**Your objective**
Only a number is expected: how many lines in the entries that follow contain the word "happy"?

▬▬▬

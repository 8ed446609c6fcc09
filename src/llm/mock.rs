//! Mock LLM 客户端（用于测试，无需 API）
//!
//! 按顺序弹出预置脚本（文本或错误）；脚本用尽后回复一个 Final Answer，
//! 回显最后一条 User 消息，便于本地跑通整条流程。同时记录每次收到的 prompt，供测试断言。

use std::collections::VecDeque;
use std::sync::atomic::{AtomicUsize, Ordering};
use std::sync::Mutex;

use async_trait::async_trait;

use crate::llm::{LlmClient, LlmResponse};
use crate::memory::{Message, Role};

/// Mock 客户端：脚本化回复 + prompt 记录
#[derive(Debug, Default)]
pub struct MockLlmClient {
    script: Mutex<VecDeque<Result<LlmResponse, String>>>,
    prompts: Mutex<Vec<Vec<Message>>>,
    calls: AtomicUsize,
}

impl MockLlmClient {
    pub fn new() -> Self {
        Self::default()
    }

    /// 依次返回给定文本
    pub fn scripted<I, S>(responses: I) -> Self
    where
        I: IntoIterator<Item = S>,
        S: Into<String>,
    {
        let client = Self::new();
        for r in responses {
            client.push_response(LlmResponse::text(r));
        }
        client
    }

    pub fn push_response(&self, response: LlmResponse) {
        lock(&self.script).push_back(Ok(response));
    }

    pub fn push_error(&self, error: impl Into<String>) {
        lock(&self.script).push_back(Err(error.into()));
    }

    pub fn call_count(&self) -> usize {
        self.calls.load(Ordering::SeqCst)
    }

    /// 每次调用收到的完整消息列表
    pub fn prompts(&self) -> Vec<Vec<Message>> {
        lock(&self.prompts).clone()
    }
}

fn lock<T>(m: &Mutex<T>) -> std::sync::MutexGuard<'_, T> {
    m.lock().unwrap_or_else(|e| e.into_inner())
}

#[async_trait]
impl LlmClient for MockLlmClient {
    async fn complete(&self, messages: &[Message]) -> Result<LlmResponse, String> {
        self.calls.fetch_add(1, Ordering::SeqCst);
        lock(&self.prompts).push(messages.to_vec());

        if let Some(next) = lock(&self.script).pop_front() {
            return next;
        }

        let last_user = messages
            .iter()
            .rev()
            .find(|m| matches!(m.role, Role::User))
            .map(|m| m.content.as_str())
            .unwrap_or("(no input)");
        Ok(LlmResponse::text(format!(
            "Thought: nothing left to do\nFinal Answer: Echo from Mock: {}",
            last_user
        )))
    }

    fn model_name(&self) -> &str {
        "mock"
    }
}

#[cfg(test)]
mod tests {
    use super::*;

    #[tokio::test]
    async fn test_script_then_fallback() {
        let mock = MockLlmClient::scripted(["first"]);
        mock.push_error("boom");
        let msgs = vec![Message::user("hello")];

        assert_eq!(mock.complete(&msgs).await.unwrap().content, "first");
        assert_eq!(mock.complete(&msgs).await.unwrap_err(), "boom");
        let fallback = mock.complete(&msgs).await.unwrap();
        assert!(fallback.content.contains("Final Answer: Echo from Mock: hello"));
        assert_eq!(mock.call_count(), 3);
        assert_eq!(mock.prompts().len(), 3);
    }
}
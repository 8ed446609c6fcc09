//! 执行轨迹：按执行顺序追加的步骤，运行期间只追加不修改

use serde::{Deserialize, Serialize};
use serde_json::{Map, Value};

use crate::actions::ActionResult;

/// 单个已执行步骤；index 从 1 开始
#[derive(Debug, Clone, PartialEq, Serialize, Deserialize)]
pub struct Step {
    pub index: usize,
    pub action_name: String,
    pub arguments: Map<String, Value>,
    pub result: ActionResult,
    /// 推理模型给出该动作前的思考（计划执行时为空）
    #[serde(default, skip_serializing_if = "Option::is_none")]
    pub thought: Option<String>,
}

#[derive(Debug, Clone, Default, PartialEq, Serialize, Deserialize)]
#[serde(transparent)]
pub struct Trace {
    steps: Vec<Step>,
}

impl Trace {
    pub fn new() -> Self {
        Self::default()
    }

    /// 追加步骤并返回其引用；index 自动编号
    pub fn push(
        &mut self,
        action_name: impl Into<String>,
        arguments: Map<String, Value>,
        result: ActionResult,
        thought: Option<String>,
    ) -> &Step {
        let index = self.steps.len() + 1;
        self.steps.push(Step {
            index,
            action_name: action_name.into(),
            arguments,
            result,
            thought,
        });
        &self.steps[index - 1]
    }

    pub fn steps(&self) -> &[Step] {
        &self.steps
    }

    pub fn len(&self) -> usize {
        self.steps.len()
    }

    pub fn is_empty(&self) -> bool {
        self.steps.is_empty()
    }

    pub fn last(&self) -> Option<&Step> {
        self.steps.last()
    }

    pub fn ok_count(&self) -> usize {
        self.steps.iter().filter(|s| s.result.ok).count()
    }

    pub fn all_ok(&self) -> bool {
        self.steps.iter().all(|s| s.result.ok)
    }

    pub fn failed_steps(&self) -> impl Iterator<Item = &Step> {
        self.steps.iter().filter(|s| !s.result.ok)
    }

    /// 提示词用的历史摘要：`Step n: action(args) -> observation`
    pub fn render(&self) -> String {
        self.steps
            .iter()
            .map(|s| {
                format!(
                    "Step {}: {}({}) -> {}",
                    s.index,
                    s.action_name,
                    Value::Object(s.arguments.clone()),
                    s.result.observation
                )
            })
            .collect::<Vec<_>>()
            .join("\n")
    }
}

#[cfg(test)]
mod tests {
    use super::*;

    #[test]
    fn test_indices_and_counts() {
        let mut t = Trace::new();
        t.push("go_to_place", Map::new(), ActionResult::ok("Success: arrived"), None);
        let step = t.push("find_person", Map::new(), ActionResult::fail("Failure: nobody"), None);
        assert_eq!(step.index, 2);
        assert_eq!(t.len(), 2);
        assert_eq!(t.ok_count(), 1);
        assert!(!t.all_ok());
        assert_eq!(t.failed_steps().count(), 1);
        assert!(t.render().contains("Step 2: find_person({}) -> Failure: nobody"));
    }
}
//! 模拟机器人动作目录
//!
//! 导航、语音、感知类动作，读写共享的 SimulatedWorld。各动作刻意返回不同的响应形态
//! （审批令牌 / 布尔 / 记录 / 载荷 / 成形结果），统一由注册表适配。

use std::sync::Arc;

use async_trait::async_trait;
use serde_json::{json, Map, Value};

use crate::actions::{
    ActionProvider, ActionRegistry, ActionResult, ActionSpec, ArgType, ResponseShape,
    APPROVAL_TOKEN,
};
use crate::world::SimulatedWorld;

fn str_arg<'a>(args: &'a Map<String, Value>, key: &str) -> &'a str {
    args.get(key).and_then(Value::as_str).unwrap_or("")
}

/// 导航到命名地点：审批令牌
pub struct GoToPlace {
    world: Arc<SimulatedWorld>,
}

#[async_trait]
impl ActionProvider for GoToPlace {
    async fn invoke(&self, args: &Map<String, Value>) -> Result<ResponseShape, String> {
        let wanted = str_arg(args, "location");
        let token = self.world.with_state(|s| {
            match s.resolve_location(wanted).map(str::to_string) {
                Some(loc) => {
                    s.robot_location = loc;
                    APPROVAL_TOKEN.to_string()
                }
                None => "unknown_location".to_string(),
            }
        });
        Ok(ResponseShape::Token(token))
    }

    fn adapt(&self, args: &Map<String, Value>, shape: ResponseShape) -> ActionResult {
        let wanted = str_arg(args, "location");
        if shape.is_ok() {
            let here = self.world.snapshot().robot_location;
            ActionResult::ok(format!("Success: arrived at {here}")).with_data("location", here)
        } else {
            let known = self.world.snapshot().available_locations.join(", ");
            ActionResult::fail(format!(
                "Failure: unknown location '{wanted}'. Known locations: {known}"
            ))
        }
    }
}

/// 说话：布尔
pub struct Talk;

#[async_trait]
impl ActionProvider for Talk {
    async fn invoke(&self, args: &Map<String, Value>) -> Result<ResponseShape, String> {
        Ok(ResponseShape::Flag(!str_arg(args, "text").trim().is_empty()))
    }

    fn adapt(&self, args: &Map<String, Value>, shape: ResponseShape) -> ActionResult {
        if shape.is_ok() {
            ActionResult::ok(format!("Success: said \"{}\"", str_arg(args, "text")))
        } else {
            ActionResult::fail("Failure: nothing to say")
        }
    }
}

/// 在当前地点寻找某人：记录；若此人在别处，失败描述携带其位置
pub struct FindPerson {
    world: Arc<SimulatedWorld>,
}

#[async_trait]
impl ActionProvider for FindPerson {
    async fn invoke(&self, args: &Map<String, Value>) -> Result<ResponseShape, String> {
        let name = str_arg(args, "name");
        let state = self.world.snapshot();
        let here = state.robot_location.as_str();
        let record = match state.person(name) {
            Some((person, loc)) if loc == here => json!({
                "approved": true,
                "person": person,
                "location": loc,
                "message": format!("found {person} in the {loc}"),
            }),
            Some((person, loc)) => json!({
                "approved": false,
                "person": person,
                "message": format!("{person} was not found here. {person} is in the {loc}."),
            }),
            None => json!({
                "approved": false,
                "message": format!("nobody called {name} was found in the {here}"),
            }),
        };
        Ok(ResponseShape::record(record))
    }
}

/// 询问在场的人某人在哪里：载荷（answer）
pub struct AskPersonLocation {
    world: Arc<SimulatedWorld>,
}

#[async_trait]
impl ActionProvider for AskPersonLocation {
    async fn invoke(&self, args: &Map<String, Value>) -> Result<ResponseShape, String> {
        let name = str_arg(args, "name");
        let state = self.world.snapshot();
        if state.people_at(&state.robot_location).is_empty() {
            return Ok(ResponseShape::payload("answer", None));
        }
        let answer = match state.person(name) {
            Some((person, loc)) => format!("{person} is in the {loc}"),
            None => format!("I don't know where {name} is"),
        };
        Ok(ResponseShape::payload("answer", Some(Value::String(answer))))
    }

    fn adapt(&self, _args: &Map<String, Value>, shape: ResponseShape) -> ActionResult {
        if shape.is_ok() {
            shape.into_result()
        } else {
            ActionResult::fail("Failure: there is nobody here to ask")
        }
    }
}

/// 人脸识别：记录（approved + person）
pub struct RecognizeFace {
    world: Arc<SimulatedWorld>,
}

#[async_trait]
impl ActionProvider for RecognizeFace {
    async fn invoke(&self, _args: &Map<String, Value>) -> Result<ResponseShape, String> {
        let state = self.world.snapshot();
        let record = match state.people_at(&state.robot_location).first() {
            Some(person) => json!({
                "approved": true,
                "person": person,
                "message": format!("recognized {person}"),
            }),
            None => json!({
                "approved": false,
                "person": "",
                "message": "no face in front of the robot",
            }),
        };
        Ok(ResponseShape::record(record))
    }
}

/// 读取二维码：载荷（text）
pub struct ReadQr {
    world: Arc<SimulatedWorld>,
}

#[async_trait]
impl ActionProvider for ReadQr {
    async fn invoke(&self, _args: &Map<String, Value>) -> Result<ResponseShape, String> {
        let here = self.world.snapshot().robot_location;
        Ok(ResponseShape::payload(
            "text",
            Some(Value::String(format!("QR code: {here}"))),
        ))
    }
}

/// 计算标注框深度：载荷（depth）
pub struct CalcDepth;

#[async_trait]
impl ActionProvider for CalcDepth {
    async fn invoke(&self, args: &Map<String, Value>) -> Result<ResponseShape, String> {
        let w = args.get("w").and_then(Value::as_f64).unwrap_or(0.0);
        let h = args.get("h").and_then(Value::as_f64).unwrap_or(0.0);
        if w < 0.0 || h < 0.0 {
            return Err(format!("invalid bounding box {w}x{h}"));
        }
        Ok(ResponseShape::payload("depth", Some(json!(1.5))))
    }
}

/// 语音转文字：载荷（text），无人在场时无内容
pub struct Speech2Text {
    world: Arc<SimulatedWorld>,
}

#[async_trait]
impl ActionProvider for Speech2Text {
    async fn invoke(&self, _args: &Map<String, Value>) -> Result<ResponseShape, String> {
        let state = self.world.snapshot();
        let heard = state
            .people_at(&state.robot_location)
            .first()
            .map(|p| Value::String(format!("{p}: hello robot")));
        Ok(ResponseShape::payload("text", heard))
    }
}

/// 图像描述：记录（approved + message）
pub struct ImgDesc {
    world: Arc<SimulatedWorld>,
}

#[async_trait]
impl ActionProvider for ImgDesc {
    async fn invoke(&self, _args: &Map<String, Value>) -> Result<ResponseShape, String> {
        let state = self.world.snapshot();
        let here = state.robot_location.as_str();
        let people = state.people_at(here);
        let objects = state.objects_at(here);
        let mut message = format!("the {here}");
        if !people.is_empty() {
            message.push_str(&format!(" with {}", people.join(", ")));
        }
        if !objects.is_empty() {
            message.push_str(&format!("; visible objects: {}", objects.join(", ")));
        }
        Ok(ResponseShape::record(json!({
            "approved": true,
            "message": message,
        })))
    }
}

/// 原地旋转：布尔
pub struct Spin;

#[async_trait]
impl ActionProvider for Spin {
    async fn invoke(&self, args: &Map<String, Value>) -> Result<ResponseShape, String> {
        let degrees = args.get("degrees").and_then(Value::as_f64).unwrap_or(0.0);
        Ok(ResponseShape::Flag(degrees.is_finite()))
    }
}

/// 描述面前的人：成形结果
pub struct GetPersonDesc {
    world: Arc<SimulatedWorld>,
}

#[async_trait]
impl ActionProvider for GetPersonDesc {
    async fn invoke(&self, _args: &Map<String, Value>) -> Result<ResponseShape, String> {
        let state = self.world.snapshot();
        let result = match state.people_at(&state.robot_location).first() {
            Some(person) => ActionResult::ok(format!(
                "Success: {person} is an adult, about 30 years old, looking happy"
            ))
            .with_data("person", *person)
            .with_data("age", 30)
            .with_data("status", "happy"),
            None => ActionResult::fail("Failure: nobody in front of the robot"),
        };
        Ok(ResponseShape::Shaped(result))
    }
}

/// 在当前地点寻找物体：审批令牌
pub struct LookForObject {
    world: Arc<SimulatedWorld>,
}

#[async_trait]
impl ActionProvider for LookForObject {
    async fn invoke(&self, args: &Map<String, Value>) -> Result<ResponseShape, String> {
        let wanted = str_arg(args, "object_name");
        let state = self.world.snapshot();
        let found = matches!(state.object(wanted), Some((_, loc)) if loc == state.robot_location);
        Ok(ResponseShape::Token(
            if found { APPROVAL_TOKEN } else { "not_found" }.to_string(),
        ))
    }

    fn adapt(&self, args: &Map<String, Value>, shape: ResponseShape) -> ActionResult {
        let wanted = str_arg(args, "object_name");
        let here = self.world.snapshot().robot_location;
        if shape.is_ok() {
            ActionResult::ok(format!("Success: found the {wanted} in the {here}"))
        } else {
            ActionResult::fail(format!("Failure: no {wanted} was seen in the {here}"))
        }
    }
}

/// 构造模拟机器人的完整动作目录（含别名）
pub fn simulated_catalogue(world: Arc<SimulatedWorld>, action_timeout_secs: u64) -> ActionRegistry {
    let mut reg = ActionRegistry::new().with_timeout(action_timeout_secs);
    let w = || Arc::clone(&world);

    reg.register(
        ActionSpec::new("go_to_place", "Navigate the robot to a named location")
            .required("location", ArgType::Str)
            .optional("graph", ArgType::Int)
            .example(json!({"location": "kitchen"})),
        GoToPlace { world: w() },
    )
    .register(
        ActionSpec::new("talk", "Say a sentence out loud")
            .required("text", ArgType::Str)
            .optional("language", ArgType::Str)
            .example(json!({"text": "Hello, I am your robot"})),
        Talk,
    )
    .register(
        ActionSpec::new("find_person", "Look for a person at the current location")
            .required("name", ArgType::Str)
            .example(json!({"name": "Tomas"})),
        FindPerson { world: w() },
    )
    .register(
        ActionSpec::new(
            "ask_person_location",
            "Ask the people at the current location where someone is",
        )
        .required("name", ArgType::Str)
        .example(json!({"name": "Maria"})),
        AskPersonLocation { world: w() },
    )
    .register(
        ActionSpec::new("recognize_face", "Recognize the face of the person in front")
            .optional("num_pics", ArgType::Int)
            .example(json!({"num_pics": 3})),
        RecognizeFace { world: w() },
    )
    .register(
        ActionSpec::new("read_qr", "Read a QR code in front of the camera")
            .optional("timeout", ArgType::Float)
            .example(json!({"timeout": 5.0})),
        ReadQr { world: w() },
    )
    .register(
        ActionSpec::new("calc_depth", "Distance in meters to a detected bounding box")
            .optional("x", ArgType::Float)
            .optional("y", ArgType::Float)
            .optional("w", ArgType::Float)
            .optional("h", ArgType::Float)
            .example(json!({"x": 100.0, "y": 150.0, "w": 80.0, "h": 120.0})),
        CalcDepth,
    )
    .register(
        ActionSpec::new("speech2text", "Listen and transcribe what is said")
            .optional("seconds", ArgType::Int)
            .optional("lang", ArgType::Str)
            .example(json!({"seconds": 5, "lang": "eng"})),
        Speech2Text { world: w() },
    )
    .register(
        ActionSpec::new("img_desc", "Describe what the front camera sees")
            .required("prompt", ArgType::Str)
            .optional("camera_name", ArgType::Str)
            .example(json!({"prompt": "What do you see?"})),
        ImgDesc { world: w() },
    )
    .register(
        ActionSpec::new("spin", "Rotate in place by the given degrees")
            .required("degrees", ArgType::Float)
            .example(json!({"degrees": 90})),
        Spin,
    )
    .register(
        ActionSpec::new("get_person_desc", "Describe the person in front of the robot"),
        GetPersonDesc { world: w() },
    )
    .register(
        ActionSpec::new("look_for_object", "Look for an object at the current location")
            .required("object_name", ArgType::Str)
            .optional("ignore_already_seen", ArgType::Bool)
            .example(json!({"object_name": "keys"})),
        LookForObject { world: w() },
    );

    let aliases = [
        ("move_to", "go_to_place", "Alias of go_to_place"),
        ("say", "talk", "Alias of talk"),
        ("listen", "speech2text", "Alias of speech2text"),
    ];
    for (alias, target, description) in aliases {
        if let Err(e) = reg.register_alias(alias, target, description) {
            tracing::warn!(alias, error = %e, "alias skipped");
        }
    }
    reg
}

▬▬▬

**Task result**
2